------ DATA TO PROCESS

fn forward_broadcast(bus: &Bus, sender_id: u64, msg: &Arc<Message>) -> Result<(), DriverError> {
    let src = SendSource::capture(&bus.peers, sender_id)
        .ok_or_else(|| anyhow!("unknown sender :1.{sender_id}"))?;

    let header = msg.header().map_err(|_| DriverError::InvalidMessage)?;
    let interface = header.interface().ok().flatten().map(|i| i.to_string());
    let member = header.member().ok().flatten().map(|m| m.to_string());
    let path = header.path().ok().flatten().map(|p| p.to_string());
    let unix_fds = header.unix_fds().ok().flatten().unwrap_or(0);

    for (id, peer) in bus.peers.iter() {
        if !peer.is_registered() || !peer.matches.matches(msg, &bus.names) {
            continue;
        }

        let receiver_names = peer.owned_names_vec();
        let send_ctx = SendContext {
            destination_names: &receiver_names,
            interface: interface.as_deref(),
            member: member.as_deref(),
            path: path.as_deref(),
            msg_type: MessageType::Signal,
            broadcast: true,
            unix_fds,
        };
        if src.policy.check_send(&send_ctx).is_err() {
            continue;
        }
        let recv_ctx = ReceiveContext {
            sender_names: &src.names,
            interface: interface.as_deref(),
            member: member.as_deref(),
            path: path.as_deref(),
            msg_type: MessageType::Signal,
            broadcast: true,
            unix_fds,
        };
        if peer.policy().check_receive(&recv_ctx).is_err() {
            continue;
        }

        match peer.conn().enqueue(msg.clone()) {
            Ok(()) => (),
            Err(EnqueueError::Quota) => {
                peer.conn().shutdown();
                log_quota_disconnect(
                    Some(src.id),
                    &src.names,
                    peer,
                    msg,
                    "a signal it subscribed to",
                );
            }
            Err(EnqueueError::Closed) => {
                return Err(anyhow!("connection queue of :1.{id} closed").into());
            }
        }
    }

    Ok(())
}

fn queue_reply(
    bus: &mut Bus,
    sender_id: u64,
    destination: &str,
    msg: &Arc<Message>,
) -> Result<(), DriverError> {
    let reply_serial = msg.reply_serial().ok_or(DriverError::InvalidMessage)?;
    let waiter_id = bus
        .find_peer_by_name(destination)
        .ok_or(DriverError::UnexpectedReply)?;

    replies::consume(&mut bus.peers, sender_id, waiter_id, reply_serial)
        .ok_or(DriverError::UnexpectedReply)?;

    let Some(waiter) = bus.peers.get(waiter_id) else {
        return Ok(());
    };
    match waiter.conn().enqueue(msg.clone()) {
        Ok(()) => Ok(()),
        Err(EnqueueError::Quota) => {
            waiter.conn().shutdown();
            log_quota_disconnect(Some(sender_id), &[], waiter, msg, "a reply it expects");

            Ok(())
        }
        Err(EnqueueError::Closed) => {
            Err(anyhow!("connection queue of :1.{waiter_id} closed").into())
        }
    }
}

/// Unwind all bus state of a peer.
///
/// Used for disconnects and, with `silent` set, for the transition to
/// monitor: names and reply slots are released without any disappearance
/// signalling. Calling it again on an already-unwound peer is a no-op.
pub fn goodbye(bus: &mut Bus, peer_id: u64, silent: bool) -> Result<()> {
    let Some(peer) = bus.peers.get_mut(peer_id) else {
        return Ok(());
    };
    peer.matches.clear();

    // Replies this peer was still waiting for are no longer expected.
    let owned_replies: Vec<(u64, u32)> = std::mem::take(&mut peer.owned_replies)
        .into_iter()
        .collect();
    for (replier_id, serial) in owned_replies {
        if let Some(replier) = bus.peers.get_mut(replier_id) {
            replier.replies.remove(&(peer_id, serial));
        }
    }

    let changes = {
        let (peers, names) = bus.registries_mut();
        names.release_peer(peers, peer_id)
    };
    if !silent {
        for change in &changes {
            name_owner_changed(bus, Some(&change.name), change.old, change.new)?;
        }
    }

    let state = match bus.peers.get(peer_id) {
        Some(peer) => peer.state(),
        None => return Ok(()),
    };
    match state {
        crate::peer::PeerState::Registered => {
            if !silent {
                name_owner_changed(bus, None, Some(peer_id), None)?;
            }
            if let Some(peer) = bus.peers.get_mut(peer_id) {
                peer.unregister();
            }
        }
        crate::peer::PeerState::Monitor => {
            if let Some(peer) = bus.peers.get_mut(peer_id) {
                peer.stop_monitor();
            }
            bus.n_monitors -= 1;
        }
        crate::peer::PeerState::Unregistered => (),
    }

    // Whoever still waits for an answer from this peer gets told there
    // will not be one.
    let pending: Vec<((u64, u32), crate::replies::ReplySlot)> =
        match bus.peers.get_mut(peer_id) {
            Some(peer) => std::mem::take(&mut peer.replies).into_iter().collect(),
            None => Vec::new(),
        };
    for ((waiter_id, serial), slot) in pending {
        if let Some(waiter) = bus.peers.get_mut(waiter_id) {
            waiter.owned_replies.remove(&(peer_id, serial));
        }
        if !silent {
            send_error_named(
                bus,
                waiter_id,
                &slot.call,
                "org.freedesktop.DBus.Error.NoReply",
                "Remote peer disconnected",
            )?;
        }
    }

    Ok(())
}

/// A name with an activation record became owned: complete the pending
/// `StartServiceByName` requests and replay the parked auto-start traffic
/// on the fresh owner.
pub(crate) fn name_activated(bus: &mut Bus, name: &str) -> Result<(), DriverError> {
    let Some(owner) = bus.names.lookup(name) else {
        return Ok(());
    };
    let Some((requests, messages)) = bus.names.get_mut(name).and_then(|entry| {
        let activation = entry.activation.as_mut()?;
        // The launcher must be asked again should the name be dropped.
        activation.requested = false;
        Some((
            std::mem::take(&mut activation.pending_requests),
            std::mem::take(&mut activation.pending_messages),
        ))
    }) else {
        return Ok(());
    };

    for request in requests {
        if bus.peers.get(request.sender_id).is_some() {
            send_reply_to_call(
                bus,
                request.sender_id,
                &request.call,
                &(fdo::START_REPLY_SUCCESS,),
            )?;
        }
    }

    for pending in messages {
        let result = queue_unicast(&mut bus.peers, &pending.source, owner, &pending.msg);
        match result {
            Ok(()) => (),
            Err(DriverError::Fatal(e)) => return Err(e.into()),
            Err(
                e @ (DriverError::Quota
                | DriverError::ExpectedReplyExists
                | DriverError::SendDenied
                | DriverError::ReceiveDenied),
            ) => {
                if bus.peers.get(pending.source.id).is_some() {
                    send_error(bus, pending.source.id, &pending.msg, &e)?;
                }
            }
            Err(_) => (),
        }
    }

    Ok(())
}

/// The launcher gave up on a name: everyone waiting gets an error.
pub fn name_activation_failed(bus: &mut Bus, name: &str) -> Result<()> {
    let Some((requests, messages)) = bus.names.get_mut(name).and_then(|entry| {
        let activation = entry.activation.as_mut()?;
        activation.requested = false;
        Some((
            std::mem::take(&mut activation.pending_requests),
            std::mem::take(&mut activation.pending_messages),
        ))
    }) else {
        return Ok(());
    };

    for request in requests {
        if bus.peers.get(request.sender_id).is_some() {
            send_error_named(
                bus,
                request.sender_id,
                &request.call,
                "org.freedesktop.DBus.Error.ServiceUnknown",
                "Could not activate remote peer.",
            )?;
        }
    }
    for pending in messages {
        if bus.peers.get(pending.source.id).is_some() {
            send_error_named(
                bus,
                pending.source.id,
                &pending.msg,
                "org.freedesktop.DBus.Error.NameHasNoOwner",
                "Could not activate remote peer.",
            )?;
        }
    }

    Ok(())
}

------------

- **WHAT THE TASK ASKS**
What this exercise calls for is a precise transcription of the material above.

- **OUTPUT FOR THIS TASK**
fn forward_broadcast(bus: &Bus, sender_id: u64, msg: &Arc<Message>) -> Result<(), DriverError> {
    let src = SendSource::capture(&bus.peers, sender_id)
        .ok_or_else(|| anyhow!("unknown sender :1.{sender_id}"))?;

    let header = msg.header().map_err(|_| DriverError::InvalidMessage)?;
    let interface = header.interface().ok().flatten().map(|i| i.to_string());
    let member = header.member().ok().flatten().map(|m| m.to_string());
    let path = header.path().ok().flatten().map(|p| p.to_string());
    let unix_fds = header.unix_fds().ok().flatten().unwrap_or(0);

    for (id, peer) in bus.peers.iter() {
        if !peer.is_registered() || !peer.matches.matches(msg, &bus.names) {
            continue;
        }

        let receiver_names = peer.owned_names_vec();
        let send_ctx = SendContext {
            destination_names: &receiver_names,
            interface: interface.as_deref(),
            member: member.as_deref(),
            path: path.as_deref(),
            msg_type: MessageType::Signal,
            broadcast: true,
            unix_fds,
        };
        if src.policy.check_send(&send_ctx).is_err() {
            continue;
        }
        let recv_ctx = ReceiveContext {
            sender_names: &src.names,
            interface: interface.as_deref(),
            member: member.as_deref(),
            path: path.as_deref(),
            msg_type: MessageType::Signal,
            broadcast: true,
            unix_fds,
        };
        if peer.policy().check_receive(&recv_ctx).is_err() {
            continue;
        }

        match peer.conn().enqueue(msg.clone()) {
            Ok(()) => (),
            Err(EnqueueError::Quota) => {
                peer.conn().shutdown();
                log_quota_disconnect(
                    Some(src.id),
                    &src.names,
                    peer,
                    msg,
                    "a signal it subscribed to",
                );
            }
            Err(EnqueueError::Closed) => {
                return Err(anyhow!("connection queue of :1.{id} closed").into());
            }
        }
    }

    Ok(())
}

fn queue_reply(
    bus: &mut Bus,
    sender_id: u64,
    destination: &str,
    msg: &Arc<Message>,
) -> Result<(), DriverError> {
    let reply_serial = msg.reply_serial().ok_or(DriverError::InvalidMessage)?;
    let waiter_id = bus
        .find_peer_by_name(destination)
        .ok_or(DriverError::UnexpectedReply)?;

    replies::consume(&mut bus.peers, sender_id, waiter_id, reply_serial)
        .ok_or(DriverError::UnexpectedReply)?;

    let Some(waiter) = bus.peers.get(waiter_id) else {
        return Ok(());
    };
    match waiter.conn().enqueue(msg.clone()) {
        Ok(()) => Ok(()),
        Err(EnqueueError::Quota) => {
            waiter.conn().shutdown();
            log_quota_disconnect(Some(sender_id), &[], waiter, msg, "a reply it expects");

            Ok(())
        }
        Err(EnqueueError::Closed) => {
            Err(anyhow!("connection queue of :1.{waiter_id} closed").into())
        }
    }
}

/// Unwind all bus state of a peer.
///
/// Used for disconnects and, with `silent` set, for the transition to
/// monitor: names and reply slots are released without any disappearance
/// signalling. Calling it again on an already-unwound peer is a no-op.
pub fn goodbye(bus: &mut Bus, peer_id: u64, silent: bool) -> Result<()> {
    let Some(peer) = bus.peers.get_mut(peer_id) else {
        return Ok(());
    };
    peer.matches.clear();

    // Replies this peer was still waiting for are no longer expected.
    let owned_replies: Vec<(u64, u32)> = std::mem::take(&mut peer.owned_replies)
        .into_iter()
        .collect();
    for (replier_id, serial) in owned_replies {
        if let Some(replier) = bus.peers.get_mut(replier_id) {
            replier.replies.remove(&(peer_id, serial));
        }
    }

    let changes = {
        let (peers, names) = bus.registries_mut();
        names.release_peer(peers, peer_id)
    };
    if !silent {
        for change in &changes {
            name_owner_changed(bus, Some(&change.name), change.old, change.new)?;
        }
    }

    let state = match bus.peers.get(peer_id) {
        Some(peer) => peer.state(),
        None => return Ok(()),
    };
    match state {
        crate::peer::PeerState::Registered => {
            if !silent {
                name_owner_changed(bus, None, Some(peer_id), None)?;
            }
            if let Some(peer) = bus.peers.get_mut(peer_id) {
                peer.unregister();
            }
        }
        crate::peer::PeerState::Monitor => {
            if let Some(peer) = bus.peers.get_mut(peer_id) {
                peer.stop_monitor();
            }
            bus.n_monitors -= 1;
        }
        crate::peer::PeerState::Unregistered => (),
    }

    // Whoever still waits for an answer from this peer gets told there
    // will not be one.
    let pending: Vec<((u64, u32), crate::replies::ReplySlot)> =
        match bus.peers.get_mut(peer_id) {
            Some(peer) => std::mem::take(&mut peer.replies).into_iter().collect(),
            None => Vec::new(),
        };
    for ((waiter_id, serial), slot) in pending {
        if let Some(waiter) = bus.peers.get_mut(waiter_id) {
            waiter.owned_replies.remove(&(peer_id, serial));
        }
        if !silent {
            send_error_named(
                bus,
                waiter_id,
                &slot.call,
                "org.freedesktop.DBus.Error.NoReply",
                "Remote peer disconnected",
            )?;
        }
    }

    Ok(())
}

/// A name with an activation record became owned: complete the pending
/// `StartServiceByName` requests and replay the parked auto-start traffic
/// on the fresh owner.
pub(crate) fn name_activated(bus: &mut Bus, name: &str) -> Result<(), DriverError> {
    let Some(owner) = bus.names.lookup(name) else {
        return Ok(());
    };
    let Some((requests, messages)) = bus.names.get_mut(name).and_then(|entry| {
        let activation = entry.activation.as_mut()?;
        // The launcher must be asked again should the name be dropped.
        activation.requested = false;
        Some((
            std::mem::take(&mut activation.pending_requests),
            std::mem::take(&mut activation.pending_messages),
        ))
    }) else {
        return Ok(());
    };

    for request in requests {
        if bus.peers.get(request.sender_id).is_some() {
            send_reply_to_call(
                bus,
                request.sender_id,
                &request.call,
                &(fdo::START_REPLY_SUCCESS,),
            )?;
        }
    }

    for pending in messages {
        let result = queue_unicast(&mut bus.peers, &pending.source, owner, &pending.msg);
        match result {
            Ok(()) => (),
            Err(DriverError::Fatal(e)) => return Err(e.into()),
            Err(
                e @ (DriverError::Quota
                | DriverError::ExpectedReplyExists
                | DriverError::SendDenied
                | DriverError::ReceiveDenied),
            ) => {
                if bus.peers.get(pending.source.id).is_some() {
                    send_error(bus, pending.source.id, &pending.msg, &e)?;
                }
            }
            Err(_) => (),
        }
    }

    Ok(())
}

/// The launcher gave up on a name: everyone waiting gets an error.
pub fn name_activation_failed(bus: &mut Bus, name: &str) -> Result<()> {
    let Some((requests, messages)) = bus.names.get_mut(name).and_then(|entry| {
        let activation = entry.activation.as_mut()?;
        activation.requested = false;
        Some((
            std::mem::take(&mut activation.pending_requests),
            std::mem::take(&mut activation.pending_messages),
        ))
    }) else {
        return Ok(());
    };

    for request in requests {
        if bus.peers.get(request.sender_id).is_some() {
            send_error_named(
                bus,
                request.sender_id,
                &request.call,
                "org.freedesktop.DBus.Error.ServiceUnknown",
                "Could not activate remote peer.",
            )?;
        }
    }
    for pending in messages {
        if bus.peers.get(pending.source.id).is_some() {
            send_error_named(
                bus,
                pending.source.id,
                &pending.msg,
                "org.freedesktop.DBus.Error.NameHasNoOwner",
                "Could not activate remote peer.",
            )?;
        }
    }

    Ok(())
}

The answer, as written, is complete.